Work required: Please give every entry again, exactly as it reads.

Supplied material:
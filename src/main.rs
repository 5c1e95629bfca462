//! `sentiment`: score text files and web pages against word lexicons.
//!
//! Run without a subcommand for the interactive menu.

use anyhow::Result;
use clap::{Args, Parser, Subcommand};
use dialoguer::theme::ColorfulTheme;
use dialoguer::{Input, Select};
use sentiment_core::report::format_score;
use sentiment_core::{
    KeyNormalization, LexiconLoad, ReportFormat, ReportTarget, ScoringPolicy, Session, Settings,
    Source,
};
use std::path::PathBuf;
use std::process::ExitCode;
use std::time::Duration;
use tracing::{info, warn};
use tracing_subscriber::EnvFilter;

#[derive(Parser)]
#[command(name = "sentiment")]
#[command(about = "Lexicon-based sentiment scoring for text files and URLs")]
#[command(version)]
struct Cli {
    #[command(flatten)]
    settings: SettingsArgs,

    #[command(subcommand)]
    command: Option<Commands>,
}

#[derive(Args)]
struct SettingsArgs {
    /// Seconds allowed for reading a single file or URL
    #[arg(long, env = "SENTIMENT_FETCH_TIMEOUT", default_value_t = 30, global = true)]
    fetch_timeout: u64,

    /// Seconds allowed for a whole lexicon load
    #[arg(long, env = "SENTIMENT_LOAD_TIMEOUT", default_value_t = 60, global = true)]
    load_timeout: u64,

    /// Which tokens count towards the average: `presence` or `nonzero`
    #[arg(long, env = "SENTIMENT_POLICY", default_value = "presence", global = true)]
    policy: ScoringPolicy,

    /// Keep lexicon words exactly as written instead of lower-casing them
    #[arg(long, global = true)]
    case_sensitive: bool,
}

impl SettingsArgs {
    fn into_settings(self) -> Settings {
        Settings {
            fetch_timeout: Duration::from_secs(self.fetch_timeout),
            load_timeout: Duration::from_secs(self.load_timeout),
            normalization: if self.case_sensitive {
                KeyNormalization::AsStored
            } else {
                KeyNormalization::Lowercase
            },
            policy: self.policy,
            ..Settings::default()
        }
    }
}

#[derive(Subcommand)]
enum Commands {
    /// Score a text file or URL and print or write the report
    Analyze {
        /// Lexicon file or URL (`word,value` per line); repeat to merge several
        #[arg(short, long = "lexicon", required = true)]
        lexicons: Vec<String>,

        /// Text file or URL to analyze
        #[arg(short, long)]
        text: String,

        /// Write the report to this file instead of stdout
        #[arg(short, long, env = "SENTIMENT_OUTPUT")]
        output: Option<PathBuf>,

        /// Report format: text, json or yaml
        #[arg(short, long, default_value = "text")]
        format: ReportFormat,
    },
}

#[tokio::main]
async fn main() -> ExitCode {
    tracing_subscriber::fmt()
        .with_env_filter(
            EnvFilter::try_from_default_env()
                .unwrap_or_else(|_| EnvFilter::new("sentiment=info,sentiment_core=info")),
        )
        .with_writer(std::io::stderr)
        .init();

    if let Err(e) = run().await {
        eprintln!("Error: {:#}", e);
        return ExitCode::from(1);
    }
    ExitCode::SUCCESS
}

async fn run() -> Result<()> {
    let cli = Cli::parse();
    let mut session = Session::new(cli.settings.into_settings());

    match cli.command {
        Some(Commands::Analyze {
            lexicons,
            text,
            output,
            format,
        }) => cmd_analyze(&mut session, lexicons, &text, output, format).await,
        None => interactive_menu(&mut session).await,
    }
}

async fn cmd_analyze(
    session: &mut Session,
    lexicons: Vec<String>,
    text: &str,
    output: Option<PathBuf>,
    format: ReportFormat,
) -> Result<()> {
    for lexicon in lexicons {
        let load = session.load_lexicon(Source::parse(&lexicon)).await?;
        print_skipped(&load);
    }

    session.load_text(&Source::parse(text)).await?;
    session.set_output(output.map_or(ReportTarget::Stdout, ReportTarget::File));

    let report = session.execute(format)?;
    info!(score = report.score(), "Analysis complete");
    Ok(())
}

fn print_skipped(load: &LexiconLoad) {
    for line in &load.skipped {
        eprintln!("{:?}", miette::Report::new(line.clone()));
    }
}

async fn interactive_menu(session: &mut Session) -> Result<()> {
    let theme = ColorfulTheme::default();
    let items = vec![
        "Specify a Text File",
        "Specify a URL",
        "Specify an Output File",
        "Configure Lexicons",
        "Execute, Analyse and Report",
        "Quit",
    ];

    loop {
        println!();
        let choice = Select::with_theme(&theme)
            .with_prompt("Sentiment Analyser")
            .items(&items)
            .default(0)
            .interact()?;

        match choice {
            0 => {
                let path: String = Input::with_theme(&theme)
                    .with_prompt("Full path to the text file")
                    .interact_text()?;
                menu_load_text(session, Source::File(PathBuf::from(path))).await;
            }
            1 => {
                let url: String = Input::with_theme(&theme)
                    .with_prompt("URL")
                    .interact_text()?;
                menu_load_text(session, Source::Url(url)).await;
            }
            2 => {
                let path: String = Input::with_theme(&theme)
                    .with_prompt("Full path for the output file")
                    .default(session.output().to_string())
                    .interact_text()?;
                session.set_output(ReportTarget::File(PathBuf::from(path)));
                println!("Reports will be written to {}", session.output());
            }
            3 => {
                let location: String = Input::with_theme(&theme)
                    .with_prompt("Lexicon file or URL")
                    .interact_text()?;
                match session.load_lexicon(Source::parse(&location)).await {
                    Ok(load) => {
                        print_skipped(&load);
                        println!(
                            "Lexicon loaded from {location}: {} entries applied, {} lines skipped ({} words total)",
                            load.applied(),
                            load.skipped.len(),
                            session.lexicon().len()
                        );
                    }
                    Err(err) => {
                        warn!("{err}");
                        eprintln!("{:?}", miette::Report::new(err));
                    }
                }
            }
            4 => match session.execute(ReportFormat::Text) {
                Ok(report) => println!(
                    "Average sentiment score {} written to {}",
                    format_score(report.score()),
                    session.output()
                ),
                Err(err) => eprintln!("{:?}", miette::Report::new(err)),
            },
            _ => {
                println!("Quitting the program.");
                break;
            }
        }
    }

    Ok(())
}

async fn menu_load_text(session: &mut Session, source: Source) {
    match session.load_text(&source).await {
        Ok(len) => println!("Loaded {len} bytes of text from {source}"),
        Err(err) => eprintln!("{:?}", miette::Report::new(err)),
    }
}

Output for this exercise:
filename src/main.rs
repository 5c1e95629bfca462
//! `sentiment`: score text files and web pages against word lexicons.
//!
//! Run without a subcommand for the interactive menu.

use anyhow::Result;
use clap::{Args, Parser, Subcommand};
use dialoguer::theme::ColorfulTheme;
use dialoguer::{Input, Select};
use sentiment_core::report::format_score;
use sentiment_core::{
    KeyNormalization, LexiconLoad, ReportFormat, ReportTarget, ScoringPolicy, Session, Settings,
    Source,
};
use std::path::PathBuf;
use std::process::ExitCode;
use std::time::Duration;
use tracing::{info, warn};
use tracing_subscriber::EnvFilter;

#[derive(Parser)]
#[command(name = "sentiment")]
#[command(about = "Lexicon-based sentiment scoring for text files and URLs")]
#[command(version)]
struct Cli {
    #[command(flatten)]
    settings: SettingsArgs,

    #[command(subcommand)]
    command: Option<Commands>,
}

#[derive(Args)]
struct SettingsArgs {
    /// Seconds allowed for reading a single file or URL
    #[arg(long, env = "SENTIMENT_FETCH_TIMEOUT", default_value_t = 30, global = true)]
    fetch_timeout: u64,

    /// Seconds allowed for a whole lexicon load
    #[arg(long, env = "SENTIMENT_LOAD_TIMEOUT", default_value_t = 60, global = true)]
    load_timeout: u64,

    /// Which tokens count towards the average: `presence` or `nonzero`
    #[arg(long, env = "SENTIMENT_POLICY", default_value = "presence", global = true)]
    policy: ScoringPolicy,

    /// Keep lexicon words exactly as written instead of lower-casing them
    #[arg(long, global = true)]
    case_sensitive: bool,
}

impl SettingsArgs {
    fn into_settings(self) -> Settings {
        Settings {
            fetch_timeout: Duration::from_secs(self.fetch_timeout),
            load_timeout: Duration::from_secs(self.load_timeout),
            normalization: if self.case_sensitive {
                KeyNormalization::AsStored
            } else {
                KeyNormalization::Lowercase
            },
            policy: self.policy,
            ..Settings::default()
        }
    }
}

#[derive(Subcommand)]
enum Commands {
    /// Score a text file or URL and print or write the report
    Analyze {
        /// Lexicon file or URL (`word,value` per line); repeat to merge several
        #[arg(short, long = "lexicon", required = true)]
        lexicons: Vec<String>,

        /// Text file or URL to analyze
        #[arg(short, long)]
        text: String,

        /// Write the report to this file instead of stdout
        #[arg(short, long, env = "SENTIMENT_OUTPUT")]
        output: Option<PathBuf>,

        /// Report format: text, json or yaml
        #[arg(short, long, default_value = "text")]
        format: ReportFormat,
    },
}

#[tokio::main]
async fn main() -> ExitCode {
    tracing_subscriber::fmt()
        .with_env_filter(
            EnvFilter::try_from_default_env()
                .unwrap_or_else(|_| EnvFilter::new("sentiment=info,sentiment_core=info")),
        )
        .with_writer(std::io::stderr)
        .init();

    if let Err(e) = run().await {
        eprintln!("Error: {:#}", e);
        return ExitCode::from(1);
    }
    ExitCode::SUCCESS
}

async fn run() -> Result<()> {
    let cli = Cli::parse();
    let mut session = Session::new(cli.settings.into_settings());

    match cli.command {
        Some(Commands::Analyze {
            lexicons,
            text,
            output,
            format,
        }) => cmd_analyze(&mut session, lexicons, &text, output, format).await,
        None => interactive_menu(&mut session).await,
    }
}

async fn cmd_analyze(
    session: &mut Session,
    lexicons: Vec<String>,
    text: &str,
    output: Option<PathBuf>,
    format: ReportFormat,
) -> Result<()> {
    for lexicon in lexicons {
        let load = session.load_lexicon(Source::parse(&lexicon)).await?;
        print_skipped(&load);
    }

    session.load_text(&Source::parse(text)).await?;
    session.set_output(output.map_or(ReportTarget::Stdout, ReportTarget::File));

    let report = session.execute(format)?;
    info!(score = report.score(), "Analysis complete");
    Ok(())
}

fn print_skipped(load: &LexiconLoad) {
    for line in &load.skipped {
        eprintln!("{:?}", miette::Report::new(line.clone()));
    }
}

async fn interactive_menu(session: &mut Session) -> Result<()> {
    let theme = ColorfulTheme::default();
    let items = vec![
        "Specify a Text File",
        "Specify a URL",
        "Specify an Output File",
        "Configure Lexicons",
        "Execute, Analyse and Report",
        "Quit",
    ];

    loop {
        println!();
        let choice = Select::with_theme(&theme)
            .with_prompt("Sentiment Analyser")
            .items(&items)
            .default(0)
            .interact()?;

        match choice {
            0 => {
                let path: String = Input::with_theme(&theme)
                    .with_prompt("Full path to the text file")
                    .interact_text()?;
                menu_load_text(session, Source::File(PathBuf::from(path))).await;
            }
            1 => {
                let url: String = Input::with_theme(&theme)
                    .with_prompt("URL")
                    .interact_text()?;
                menu_load_text(session, Source::Url(url)).await;
            }
            2 => {
                let path: String = Input::with_theme(&theme)
                    .with_prompt("Full path for the output file")
                    .default(session.output().to_string())
                    .interact_text()?;
                session.set_output(ReportTarget::File(PathBuf::from(path)));
                println!("Reports will be written to {}", session.output());
            }
            3 => {
                let location: String = Input::with_theme(&theme)
                    .with_prompt("Lexicon file or URL")
                    .interact_text()?;
                match session.load_lexicon(Source::parse(&location)).await {
                    Ok(load) => {
                        print_skipped(&load);
                        println!(
                            "Lexicon loaded from {location}: {} entries applied, {} lines skipped ({} words total)",
                            load.applied(),
                            load.skipped.len(),
                            session.lexicon().len()
                        );
                    }
                    Err(err) => {
                        warn!("{err}");
                        eprintln!("{:?}", miette::Report::new(err));
                    }
                }
            }
            4 => match session.execute(ReportFormat::Text) {
                Ok(report) => println!(
                    "Average sentiment score {} written to {}",
                    format_score(report.score()),
                    session.output()
                ),
                Err(err) => eprintln!("{:?}", miette::Report::new(err)),
            },
            _ => {
                println!("Quitting the program.");
                break;
            }
        }
    }

    Ok(())
}

async fn menu_load_text(session: &mut Session, source: Source) {
    match session.load_text(&source).await {
        Ok(len) => println!("Loaded {len} bytes of text from {source}"),
        Err(err) => eprintln!("{:?}", miette::Report::new(err)),
    }
}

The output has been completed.